# Exercise
Take the data and return it in full. Change nothing.
· · · · · · ·
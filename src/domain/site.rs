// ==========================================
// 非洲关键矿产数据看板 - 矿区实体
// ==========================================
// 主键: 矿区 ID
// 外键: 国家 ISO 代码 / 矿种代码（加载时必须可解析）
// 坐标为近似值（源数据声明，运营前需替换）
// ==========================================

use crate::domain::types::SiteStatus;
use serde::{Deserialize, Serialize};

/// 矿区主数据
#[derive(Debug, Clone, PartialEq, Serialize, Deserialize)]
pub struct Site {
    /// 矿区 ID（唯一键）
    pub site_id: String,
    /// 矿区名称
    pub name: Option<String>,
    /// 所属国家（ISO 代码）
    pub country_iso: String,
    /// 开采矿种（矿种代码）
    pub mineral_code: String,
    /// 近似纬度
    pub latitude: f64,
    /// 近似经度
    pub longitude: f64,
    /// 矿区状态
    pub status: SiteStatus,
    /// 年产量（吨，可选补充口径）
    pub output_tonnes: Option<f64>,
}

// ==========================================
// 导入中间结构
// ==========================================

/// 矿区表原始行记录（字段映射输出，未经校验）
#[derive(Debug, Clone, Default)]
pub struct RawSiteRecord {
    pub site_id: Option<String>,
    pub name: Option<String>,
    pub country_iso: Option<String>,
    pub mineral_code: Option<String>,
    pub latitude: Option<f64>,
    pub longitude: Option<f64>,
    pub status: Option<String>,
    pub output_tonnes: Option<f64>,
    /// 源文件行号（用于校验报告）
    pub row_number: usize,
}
· · · · · · ·
# Result of this exercise
filename src/domain/site.rs
// ==========================================
// 非洲关键矿产数据看板 - 矿区实体
// ==========================================
// 主键: 矿区 ID
// 外键: 国家 ISO 代码 / 矿种代码（加载时必须可解析）
// 坐标为近似值（源数据声明，运营前需替换）
// ==========================================

use crate::domain::types::SiteStatus;
use serde::{Deserialize, Serialize};

/// 矿区主数据
#[derive(Debug, Clone, PartialEq, Serialize, Deserialize)]
pub struct Site {
    /// 矿区 ID（唯一键）
    pub site_id: String,
    /// 矿区名称
    pub name: Option<String>,
    /// 所属国家（ISO 代码）
    pub country_iso: String,
    /// 开采矿种（矿种代码）
    pub mineral_code: String,
    /// 近似纬度
    pub latitude: f64,
    /// 近似经度
    pub longitude: f64,
    /// 矿区状态
    pub status: SiteStatus,
    /// 年产量（吨，可选补充口径）
    pub output_tonnes: Option<f64>,
}

// ==========================================
// 导入中间结构
// ==========================================

/// 矿区表原始行记录（字段映射输出，未经校验）
#[derive(Debug, Clone, Default)]
pub struct RawSiteRecord {
    pub site_id: Option<String>,
    pub name: Option<String>,
    pub country_iso: Option<String>,
    pub mineral_code: Option<String>,
    pub latitude: Option<f64>,
    pub longitude: Option<f64>,
    pub status: Option<String>,
    pub output_tonnes: Option<f64>,
    /// 源文件行号（用于校验报告）
    pub row_number: usize,
}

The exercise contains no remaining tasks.